Troubleshooting network receive traffic faults and other NIC errors in ESXi

Products

VMware vSphere ESXi

Issue/Introduction

You may notice that there are some counters that are greater than zero, on one or more physical network adapters (vmnics) on one or more ESXi hosts, when you run a command like the following, at the command line, having logged in via SSH or a KVM server console with root privileges:

esxcli network nic stats get -n vmnic2

NIC statistics for vmnic2
Packets received: 701280499176
Packets sent: 687061948450
Bytes received: 664124780523852
Bytes sent: 676938646792793
Receive packets dropped: 2452783244
Transmit packets dropped: 0
Multicast packets received: 976222150
Broadcast packets received: 0
Multicast packets sent: 0
Broadcast packets sent: 0
Total receive errors: 0
Receive length errors: 0
Receive over errors: 0
Receive CRC errors: 0
Receive frame errors: 0
Receive FIFO errors: 0
Receive missed errors: 0
Total transmit errors: 0
Transmit aborted errors: 0
Transmit carrier errors: 0
Transmit FIFO errors: 0
Transmit heartbeat errors: 0
Transmit window errors: 0

The counters above are reset to zero when the ESXi host is rebooted.
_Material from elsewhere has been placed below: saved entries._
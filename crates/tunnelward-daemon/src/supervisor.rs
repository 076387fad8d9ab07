//! Control surface over the tunnel components.
//!
//! [`TunnelSupervisor`] wires the binary manager, process supervisor, health
//! monitor, reconnection and failover managers and the status aggregator onto
//! one event hub, and exposes the operations an outer layer (HTTP API, CLI)
//! maps onto directly.

use std::path::PathBuf;
use std::sync::Arc;
use std::time::Duration;

use tokio::sync::{broadcast, watch};
use tokio::task::JoinHandle;
use tracing::{debug, info, warn};
use tunnelward_core::{RelayServerInfo, TunnelConfig};

use crate::binary::{BinaryInfo, BinaryManager, Platform};
use crate::error::{Result, TunnelError};
use crate::events::{DEFAULT_EVENT_CAPACITY, EventHub, TunnelEvent};
use crate::failover::{FailoverManager, SelectionStrategy};
use crate::generator;
use crate::health::{HealthConfig, HealthMonitor, HealthStatus, Probe};
use crate::process::{
    DEFAULT_TERMINATE_TIMEOUT, ProcessState, ProcessStatus, ProcessSupervisor, TunnelUrlInfo,
};
use crate::reconnect::{ReconnectPolicy, ReconnectionAttempt, ReconnectionManager};
use crate::status::{CompositeStatus, StatusAggregator};

/// Construction options for a [`TunnelSupervisor`].
#[derive(Clone)]
pub struct SupervisorOptions {
    pub binary_dir: PathBuf,
    pub verify_checksum: bool,
    /// Platform override; `None` detects the host.
    pub platform: Option<Platform>,
    /// Grace period between SIGTERM and a forced kill.
    pub terminate_timeout: Duration,
    pub health: HealthConfig,
    pub reconnect: ReconnectPolicy,
    /// Failover candidates in priority order.
    pub relays: Vec<RelayServerInfo>,
    pub selection: SelectionStrategy,
    /// Replaces the TCP connect probe.
    pub probe: Option<Arc<dyn Probe>>,
    pub event_capacity: usize,
}

impl SupervisorOptions {
    pub fn new(binary_dir: impl Into<PathBuf>) -> Self {
        Self {
            binary_dir: binary_dir.into(),
            verify_checksum: false,
            platform: Platform::current(),
            terminate_timeout: DEFAULT_TERMINATE_TIMEOUT,
            health: HealthConfig::default(),
            reconnect: ReconnectPolicy::default(),
            relays: Vec::new(),
            selection: SelectionStrategy::default(),
            probe: None,
            event_capacity: DEFAULT_EVENT_CAPACITY,
        }
    }

    #[must_use]
    pub fn with_health(mut self, health: HealthConfig) -> Self {
        self.health = health;
        self
    }

    #[must_use]
    pub fn with_reconnect_policy(mut self, policy: ReconnectPolicy) -> Self {
        self.reconnect = policy;
        self
    }

    #[must_use]
    pub fn with_relays(mut self, relays: Vec<RelayServerInfo>, selection: SelectionStrategy) -> Self {
        self.relays = relays;
        self.selection = selection;
        self
    }

    #[must_use]
    pub fn with_probe(mut self, probe: Arc<dyn Probe>) -> Self {
        self.probe = Some(probe);
        self
    }

    #[must_use]
    pub const fn with_terminate_timeout(mut self, timeout: Duration) -> Self {
        self.terminate_timeout = timeout;
        self
    }
}

impl std::fmt::Debug for SupervisorOptions {
    fn fmt(&self, f: &mut std::fmt::Formatter<'_>) -> std::fmt::Result {
        f.debug_struct("SupervisorOptions")
            .field("binary_dir", &self.binary_dir)
            .field("verify_checksum", &self.verify_checksum)
            .field("platform", &self.platform)
            .field("terminate_timeout", &self.terminate_timeout)
            .field("health", &self.health)
            .field("reconnect", &self.reconnect)
            .field("relays", &self.relays)
            .field("selection", &self.selection)
            .field("probe", &self.probe.as_ref().map(|_| ".."))
            .field("event_capacity", &self.event_capacity)
            .finish()
    }
}

/// Supervises one tunnel end to end.
///
/// Must be created inside a tokio runtime: construction spawns the
/// reconnection and status aggregation loops, which are aborted on drop.
pub struct TunnelSupervisor {
    events: EventHub,
    binary: Arc<BinaryManager>,
    process: Arc<ProcessSupervisor>,
    health: Arc<HealthMonitor>,
    reconnect: Arc<ReconnectionManager>,
    failover: Arc<FailoverManager>,
    status: Arc<StatusAggregator>,
    control: tokio::sync::Mutex<()>,
    tasks: Vec<JoinHandle<()>>,
}

impl TunnelSupervisor {
    pub fn new(options: SupervisorOptions) -> Self {
        let events = EventHub::new(options.event_capacity);
        let binary = Arc::new(
            BinaryManager::new(options.binary_dir)
                .with_checksum_verification(options.verify_checksum)
                .with_platform(options.platform),
        );
        let process = Arc::new(
            ProcessSupervisor::new(Arc::clone(&binary), events.clone())
                .with_terminate_timeout(options.terminate_timeout),
        );

        let mut health = HealthMonitor::new(
            options.health,
            process.watch_status(),
            process.watch_url(),
            events.clone(),
        );
        if let Some(probe) = options.probe {
            health = health.with_probe(probe);
        }
        let health = Arc::new(health);

        let failover = Arc::new(FailoverManager::new(options.relays, options.selection));
        let reconnect = Arc::new(ReconnectionManager::new(
            options.reconnect,
            Arc::clone(&process),
            Arc::clone(&failover),
            events.clone(),
        ));
        let status = Arc::new(StatusAggregator::new(
            process.watch_status(),
            process.watch_url(),
            health.watch_health(),
            failover.watch_current(),
            reconnect.watch_state(),
        ));

        let tasks = vec![reconnect.spawn(), status.spawn()];
        Self {
            events,
            binary,
            process,
            health,
            reconnect,
            failover,
            status,
            control: tokio::sync::Mutex::new(()),
            tasks,
        }
    }

    /// Start the tunnel and begin monitoring it.
    ///
    /// A no-op returning the current status while a tunnel is active.
    pub async fn start(&self, config: TunnelConfig) -> Result<CompositeStatus> {
        generator::validate(&config)?;
        let _guard = self.control.lock().await;

        if let Some(active) = self.active_process() {
            debug!(run_id = active.run_id, "Tunnel already active");
            return Ok(self.status());
        }

        self.reconnect.resume();
        let relay = self.failover.begin(&config);
        info!(relay = %relay, local = %config.local_endpoint(), "Starting tunnel");
        if let Err(e) = self.process.start(config).await {
            self.reconnect.suspend();
            warn!(error = %e, "Tunnel failed to start");
            return Err(e);
        }
        self.health.start_monitoring(self.health.config().interval);
        Ok(self.status())
    }

    /// Stop the tunnel. Pending reconnection is cancelled first, so no
    /// restart can follow the stop.
    pub async fn stop(&self) -> CompositeStatus {
        let _guard = self.control.lock().await;
        self.reconnect.suspend();
        self.health.stop_monitoring().await;
        if let Some(status) = self.process.stop().await {
            info!(run_id = status.run_id, "Tunnel stopped");
        }
        self.status()
    }

    /// Restart with the most recent config and fresh recovery counters.
    pub async fn restart(&self) -> Result<CompositeStatus> {
        let _guard = self.control.lock().await;
        let config = self.process.last_config().ok_or(TunnelError::NoPriorConfig)?;

        self.reconnect.resume();
        self.failover.begin(&config);
        if let Err(e) = self.process.restart_with(config).await {
            self.reconnect.suspend();
            warn!(error = %e, "Tunnel failed to restart");
            return Err(e);
        }
        self.health.start_monitoring(self.health.config().interval);
        Ok(self.status())
    }

    /// Composite status folded from the latest snapshots.
    pub fn status(&self) -> CompositeStatus {
        self.status.status()
    }

    pub fn watch_status(&self) -> watch::Receiver<Arc<CompositeStatus>> {
        self.status.watch_status()
    }

    pub fn tunnel_url(&self) -> Option<Arc<TunnelUrlInfo>> {
        self.process.tunnel_url()
    }

    pub fn process_status(&self) -> Option<Arc<ProcessStatus>> {
        self.process.status()
    }

    pub fn health(&self) -> Arc<HealthStatus> {
        self.health.status()
    }

    /// Probe immediately instead of waiting for the next tick.
    pub async fn check_health(&self) -> Arc<HealthStatus> {
        self.health.check_now().await
    }

    pub fn subscribe(&self) -> broadcast::Receiver<TunnelEvent> {
        self.events.subscribe()
    }

    pub fn reconnection_history(&self) -> Vec<ReconnectionAttempt> {
        self.reconnect.history()
    }

    /// Failover candidates with their last-known health.
    pub fn relays(&self) -> Vec<RelayServerInfo> {
        self.failover.candidates()
    }

    pub fn current_relay(&self) -> Option<RelayServerInfo> {
        self.failover.current()
    }

    pub fn update_relay_score(&self, address: &str, port: u16, score: f64) -> bool {
        self.failover.update_score(address, port, score)
    }

    pub fn binary_info(&self) -> Option<Arc<BinaryInfo>> {
        self.binary.cached_info()
    }

    pub async fn revalidate_binary(&self) -> Result<Arc<BinaryInfo>> {
        self.binary.revalidate().await
    }

    /// Accept a replaced client binary after a failed revalidation.
    pub fn reset_binary(&self) {
        self.binary.reset();
    }

    /// Client processes spawned so far.
    pub fn spawn_count(&self) -> u64 {
        self.process.spawn_count()
    }

    fn active_process(&self) -> Option<Arc<ProcessStatus>> {
        self.process
            .status()
            .filter(|s| s.state != ProcessState::Stopped)
    }
}

impl Drop for TunnelSupervisor {
    fn drop(&mut self) {
        self.reconnect.suspend();
        self.health.abort_monitoring();
        for task in &self.tasks {
            task.abort();
        }
    }
}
To get some context to interpret the magnitude of the numbers, you can run the command "uptime" at the command line to see over what time frame the counters have been incremented.
There is no way to clear these counters without unloading and reloading the device driver, which may produce unpredictable results and possible adverse impacts to workloads and processes on the host.
If you wish to clear the counters, we recommend placing the host into Maintenance Mode and rebooting it once that is complete.
Because the counters are accumulators, there is no way to forensically determine exactly when the counters get incremented.
However, if you wish to, for example, monitor the "Receive packets dropped" counter, you can use the "watch" command at the command line, as in the following example:

watch esxcli network nic stats get -n vmnic2 | grep "Receive packets dropped"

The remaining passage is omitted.